To the surprise of many, on June 26, a unanimous Supreme Court in Kisor v. Wilkie allowed continued, though limited, deference to an agency’s interpretation of its own ambiguous regulatory language. Such deference, enshrined in an earlier Supreme Court opinion, Auer v. Robbins, has long been a target of conservatives who view it as a sop to the worst tendencies of the administrative state. It is considered even worse than Chevron deference – deference to agency interpretation of ambiguous statutory language – which at least involved language that had been passed by Congress. In Kisor, Auer was directly at issue, involving interpretation of a regulation of the Department of Veteran Affairs. With five conservative justices on the Court, many considered this the term when Auer, if not Chevron, was facing certain demise.

Answering the question of whether Auer and its predecessors and progeny should be reversed, four liberal members of the Court said emphatically, No, but expounded at length on a court’s obligations before applying Auer, and then remanded the case.
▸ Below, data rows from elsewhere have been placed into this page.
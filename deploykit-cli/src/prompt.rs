//! Interactive confirmation.

use std::io::{self, BufRead, Write};

/// Returns true if `answer` is an explicit yes.
pub fn is_yes(answer: &str) -> bool {
    matches!(answer.trim().to_ascii_lowercase().as_str(), "y" | "yes")
}

/// Asks a yes/no question on stdout and reads the answer from `input`.
///
/// Anything but an explicit yes, including end of input, is a no.
pub fn confirm_with<R: BufRead, W: Write>(question: &str, input: &mut R, output: &mut W) -> io::Result<bool> {
    write!(output, "\n  {question} [y/N]: ")?;
    output.flush()?;
    let mut answer = String::new();
    input.read_line(&mut answer)?;
    Ok(is_yes(&answer))
}

/// Asks a yes/no question on the terminal.
pub fn confirm(question: &str) -> io::Result<bool> {
    let stdin = io::stdin();
    let mut stdout = io::stdout();
    confirm_with(question, &mut stdin.lock(), &mut stdout)
}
Roberts, C.J., agreed that “overruling these precedents is not warranted.” Four other conservative members joined an opinion concurring in the judgment but opined that “[T]oday’s decision is more of a stay of execution than a pardon.” Significantly, all nine members agreed that this decision did not touch upon the viability of Chevron.
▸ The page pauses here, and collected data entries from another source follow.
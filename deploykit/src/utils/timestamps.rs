//! Run timestamp formatting and report file writing.

use chrono::{DateTime, Utc};
use std::path::Path;
use tokio::io::AsyncWriteExt;

/// Formats a timestamp as `YYYYMMDD_HHMMSS`, the run directory name.
#[must_use]
pub fn compact_timestamp(at: &DateTime<Utc>) -> String {
    at.format("%Y%m%d_%H%M%S").to_string()
}

/// Returns the `HHMMSS` suffix used to make resource names unique.
#[must_use]
pub fn time_of_day_suffix(at: &DateTime<Utc>) -> String {
    at.format("%H%M%S").to_string()
}

/// Writes `contents` to `path` through a sibling temporary file and a rename,
/// so readers never observe a half-written file.
pub async fn write_atomic(path: &Path, contents: &[u8]) -> std::io::Result<()> {
    let tmp = path.with_extension("tmp");
    let mut file = tokio::fs::File::create(&tmp).await?;
    file.write_all(contents).await?;
    file.sync_all().await?;
    drop(file);
    tokio::fs::rename(&tmp, path).await
}

#[cfg(test)]
mod tests {
    use super::*;
    use chrono::TimeZone;

    #[test]
    fn test_compact_timestamp() {
        let at = Utc.with_ymd_and_hms(2026, 2, 20, 14, 5, 9).unwrap();
        assert_eq!(compact_timestamp(&at), "20260220_140509");
        assert_eq!(time_of_day_suffix(&at), "140509");
    }

    #[tokio::test]
    async fn test_write_atomic() {
        let dir = tempfile::tempdir().unwrap();
        let path = dir.path().join("report.json");

        write_atomic(&path, b"{\"a\":1}").await.unwrap();
        write_atomic(&path, b"{\"a\":2}").await.unwrap();

        assert_eq!(std::fs::read_to_string(&path).unwrap(), "{\"a\":2}");
        assert!(!dir.path().join("report.tmp").exists());
    }
}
On the merits of this particular case, and for the great majority of regulatory interpretation issues, this case means at most that courts will have to offer significant analysis before simply accepting Auer deference to a challenged agency interpretation. However, as a practical matter, there is truth in all three opinions that in the vast majority of situations, a careful analysis of the regulation’s wording and its origin would produce the same result, deference aside. The plurality diligently recited the many ways in which application of deference should be hemmed in rather than mechanistically applied. Chief Justice Roberts agreed and, while implicitly accepting much of what the conservative opinion said, observed that “there is a difference between holding that a court ought to be persuaded by an agency’s interpretation [the view of the conservative justices] and holding that it should defer to that interpretation under certain conditions.”

Where the Justices differ is on their willingness to disregard stare decisis, the doctrine that prior precedent should not be easily overturned. In two decisions earlier this term, justices have noted concern that a majority of the court appeared willing to ignore stare decisis in many areas. However, in Kisor, the four liberal judges, joined by Chief Justice Roberts, did not see a need to entirely eliminate the principle of Auer deference. Only four of the conservative justices would have preferred that seventy years of decisions disappear. That may be the most important result of this case.
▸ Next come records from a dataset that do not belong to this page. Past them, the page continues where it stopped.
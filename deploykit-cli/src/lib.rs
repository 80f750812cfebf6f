//! Deploykit CLI library

pub mod commands;
pub mod exo;
pub mod prompt;

use clap::{Parser, Subcommand};
use deploykit::observability::LogFormat;

/// Deploykit - build, provision and deploy to managed Kubernetes
#[derive(Parser, Debug)]
#[command(name = "deploykit")]
#[command(version, about, long_about = None)]
pub struct Cli {
    /// Log output format (human or json)
    #[arg(long, global = true, default_value_t = LogFormat::Human, env = "DEPLOYKIT_LOG_FORMAT")]
    pub log_format: LogFormat,

    #[command(subcommand)]
    pub command: Commands,
}

#[derive(Subcommand, Debug)]
pub enum Commands {
    /// Build, push, provision and deploy
    Deploy(commands::deploy::DeployArgs),
    /// Delete every resource recorded in a deployment report
    Teardown(commands::teardown::TeardownArgs),
}

impl Cli {
    /// Run the CLI command and return the process exit status
    pub async fn run(self) -> anyhow::Result<i32> {
        match self.command {
            Commands::Deploy(args) => commands::deploy::run(args).await,
            Commands::Teardown(args) => commands::teardown::run(args).await,
        }
    }
}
The language in the Roberts concurrence distinguishing between agency interpretation of their own regulations and agency interpretation of statutes enacted by Congress may suggest a 5-4 ruling in the future on Chevron deference. The hesitancy of the Chief Justice to disregard stare decisis in even this situation may also suggest 5-4 decisions on other issues before the Court this term or next, where conservatives have attempted for decades to reverse well-established law. However, the loss of another seat to the conservatives would likely bring all of those precedents crashing down.